Task brief: Down to the last line, copy the records below without any change.

[Collected data]

____________________

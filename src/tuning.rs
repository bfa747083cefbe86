//! Game balance and tunables
//!
//! Every constant the simulation reads lives here. Values can be overridden
//! from JSON; missing fields fall back to the defaults below.

use serde::{Deserialize, Serialize};

/// Core gameplay constants
#[derive(Debug, Clone, PartialEq, Serialize, Deserialize)]
#[serde(default)]
pub struct GameConfig {
    // === Ship structure ===
    /// Max distance between two parts for them to count as joined
    pub part_proximity: f32,
    /// Collision radius of a single ship part
    pub part_radius: f32,

    // === Weapons ===
    /// Bullet speed (units per tick)
    pub bullet_speed: f32,
    /// Bullet lifetime (ticks)
    pub bullet_life: u32,
    /// Minimum time between volleys (seconds)
    pub shoot_cooldown: f32,

    // === Flight ===
    /// Force produced by one engine
    pub thrust_base: f32,
    /// Force multiplier while turbo is held (needs fuel)
    pub turbo_multiplier: f32,
    /// Fraction of engine force available as turning torque
    pub turn_factor: f32,
    /// Converts turning torque into angular acceleration
    pub turn_rate: f32,
    /// Velocity multiplier applied each tick while braking
    pub brake_damping: f32,
    /// Passive velocity multiplier applied every tick
    pub friction: f32,
    /// Passive angular velocity multiplier applied every tick
    pub angular_friction: f32,

    // === Fuel ===
    pub max_fuel: f32,
    /// Fuel burnt per engine per second of thrust
    pub fuel_consumption: f32,
    /// Extra burn factor while turbo is active
    pub turbo_fuel_multiplier: f32,
    /// Fuel regained per second while docked
    pub fuel_refuel_rate: f32,

    // === Waves ===
    /// Quiet time after the field is cleared before the next wave (seconds)
    pub wave_delay: f32,
    /// Global multiplier on asteroid type speeds
    pub asteroid_base_speed: f32,

    // === Arena ===
    pub arena_radius: f32,
    /// Fraction of the arena radius where the boundary warning band starts
    pub arena_warning: f32,
    /// Asteroids further than `arena_radius + margin` leave the simulation
    pub asteroid_cull_margin: f32,

    // === Station ===
    pub station_hp: u32,
    pub station_radius: f32,
    /// Docking distance for repairs and refuelling
    pub station_repair_range: f32,
    /// Ship part hp restored per second while docked
    pub repair_rate: f32,
    /// Station hp restored per second while the ship is docked
    pub station_repair_rate: f32,
    /// Gravity strength (inverse-square)
    pub station_gravity: f32,
    pub gravity_min_dist: f32,
    pub gravity_max_dist: f32,
    /// Visual spin of the station (radians per second)
    pub station_rotation_speed: f32,

    // === Narrative ===
    /// How long a narrative message stays visible (seconds)
    pub message_life: f32,
}

impl Default for GameConfig {
    fn default() -> Self {
        Self {
            part_proximity: 45.0,
            part_radius: 12.0,

            bullet_speed: 12.0,
            bullet_life: 60,
            shoot_cooldown: 0.2,

            thrust_base: 0.5,
            turbo_multiplier: 1.8,
            turn_factor: 0.8,
            turn_rate: 0.25,
            brake_damping: 0.95,
            friction: 0.99,
            angular_friction: 0.92,

            max_fuel: 100.0,
            fuel_consumption: 5.0,
            turbo_fuel_multiplier: 2.5,
            fuel_refuel_rate: 10.0,

            wave_delay: 2.5,
            asteroid_base_speed: 2.0,

            arena_radius: 1800.0,
            arena_warning: 0.8,
            asteroid_cull_margin: 200.0,

            station_hp: 20,
            station_radius: 60.0,
            station_repair_range: 140.0,
            repair_rate: 0.35,
            station_repair_rate: 0.15,
            station_gravity: 200.0,
            gravity_min_dist: 40.0,
            gravity_max_dist: 800.0,
            station_rotation_speed: 0.3,

            message_life: 4.0,
        }
    }
}

impl GameConfig {
    /// Distance from the arena center where the boundary warning band begins
    pub fn warning_distance(&self) -> f32 {
        self.arena_radius * self.arena_warning
    }
}

/// Score awards
#[derive(Debug, Clone, PartialEq, Serialize, Deserialize)]
#[serde(default)]
pub struct ScoringConfig {
    /// Flat bonus for reaching a new wave (after the first)
    pub wave_bonus: u64,
    /// Extra bonus when the station is above half health at wave start
    pub station_defense_bonus: u64,
}

impl Default for ScoringConfig {
    fn default() -> Self {
        Self {
            wave_bonus: 200,
            station_defense_bonus: 50,
        }
    }
}

/// All tunables, grouped the way they are stored in definition files
#[derive(Debug, Clone, Default, PartialEq, Serialize, Deserialize)]
#[serde(default)]
pub struct Tuning {
    pub game: GameConfig,
    pub scoring: ScoringConfig,
}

____________________

Task answer:
filename src/tuning.rs
repository bfa747083cefbe86
//! Game balance and tunables
//!
//! Every constant the simulation reads lives here. Values can be overridden
//! from JSON; missing fields fall back to the defaults below.

use serde::{Deserialize, Serialize};

/// Core gameplay constants
#[derive(Debug, Clone, PartialEq, Serialize, Deserialize)]
#[serde(default)]
pub struct GameConfig {
    // === Ship structure ===
    /// Max distance between two parts for them to count as joined
    pub part_proximity: f32,
    /// Collision radius of a single ship part
    pub part_radius: f32,

    // === Weapons ===
    /// Bullet speed (units per tick)
    pub bullet_speed: f32,
    /// Bullet lifetime (ticks)
    pub bullet_life: u32,
    /// Minimum time between volleys (seconds)
    pub shoot_cooldown: f32,

    // === Flight ===
    /// Force produced by one engine
    pub thrust_base: f32,
    /// Force multiplier while turbo is held (needs fuel)
    pub turbo_multiplier: f32,
    /// Fraction of engine force available as turning torque
    pub turn_factor: f32,
    /// Converts turning torque into angular acceleration
    pub turn_rate: f32,
    /// Velocity multiplier applied each tick while braking
    pub brake_damping: f32,
    /// Passive velocity multiplier applied every tick
    pub friction: f32,
    /// Passive angular velocity multiplier applied every tick
    pub angular_friction: f32,

    // === Fuel ===
    pub max_fuel: f32,
    /// Fuel burnt per engine per second of thrust
    pub fuel_consumption: f32,
    /// Extra burn factor while turbo is active
    pub turbo_fuel_multiplier: f32,
    /// Fuel regained per second while docked
    pub fuel_refuel_rate: f32,

    // === Waves ===
    /// Quiet time after the field is cleared before the next wave (seconds)
    pub wave_delay: f32,
    /// Global multiplier on asteroid type speeds
    pub asteroid_base_speed: f32,

    // === Arena ===
    pub arena_radius: f32,
    /// Fraction of the arena radius where the boundary warning band starts
    pub arena_warning: f32,
    /// Asteroids further than `arena_radius + margin` leave the simulation
    pub asteroid_cull_margin: f32,

    // === Station ===
    pub station_hp: u32,
    pub station_radius: f32,
    /// Docking distance for repairs and refuelling
    pub station_repair_range: f32,
    /// Ship part hp restored per second while docked
    pub repair_rate: f32,
    /// Station hp restored per second while the ship is docked
    pub station_repair_rate: f32,
    /// Gravity strength (inverse-square)
    pub station_gravity: f32,
    pub gravity_min_dist: f32,
    pub gravity_max_dist: f32,
    /// Visual spin of the station (radians per second)
    pub station_rotation_speed: f32,

    // === Narrative ===
    /// How long a narrative message stays visible (seconds)
    pub message_life: f32,
}

impl Default for GameConfig {
    fn default() -> Self {
        Self {
            part_proximity: 45.0,
            part_radius: 12.0,

            bullet_speed: 12.0,
            bullet_life: 60,
            shoot_cooldown: 0.2,

            thrust_base: 0.5,
            turbo_multiplier: 1.8,
            turn_factor: 0.8,
            turn_rate: 0.25,
            brake_damping: 0.95,
            friction: 0.99,
            angular_friction: 0.92,

            max_fuel: 100.0,
            fuel_consumption: 5.0,
            turbo_fuel_multiplier: 2.5,
            fuel_refuel_rate: 10.0,

            wave_delay: 2.5,
            asteroid_base_speed: 2.0,

            arena_radius: 1800.0,
            arena_warning: 0.8,
            asteroid_cull_margin: 200.0,

            station_hp: 20,
            station_radius: 60.0,
            station_repair_range: 140.0,
            repair_rate: 0.35,
            station_repair_rate: 0.15,
            station_gravity: 200.0,
            gravity_min_dist: 40.0,
            gravity_max_dist: 800.0,
            station_rotation_speed: 0.3,

            message_life: 4.0,
        }
    }
}

impl GameConfig {
    /// Distance from the arena center where the boundary warning band begins
    pub fn warning_distance(&self) -> f32 {
        self.arena_radius * self.arena_warning
    }
}

/// Score awards
#[derive(Debug, Clone, PartialEq, Serialize, Deserialize)]
#[serde(default)]
pub struct ScoringConfig {
    /// Flat bonus for reaching a new wave (after the first)
    pub wave_bonus: u64,
    /// Extra bonus when the station is above half health at wave start
    pub station_defense_bonus: u64,
}

impl Default for ScoringConfig {
    fn default() -> Self {
        Self {
            wave_bonus: 200,
            station_defense_bonus: 50,
        }
    }
}

/// All tunables, grouped the way they are stored in definition files
#[derive(Debug, Clone, Default, PartialEq, Serialize, Deserialize)]
#[serde(default)]
pub struct Tuning {
    pub game: GameConfig,
    pub scoring: ScoringConfig,
}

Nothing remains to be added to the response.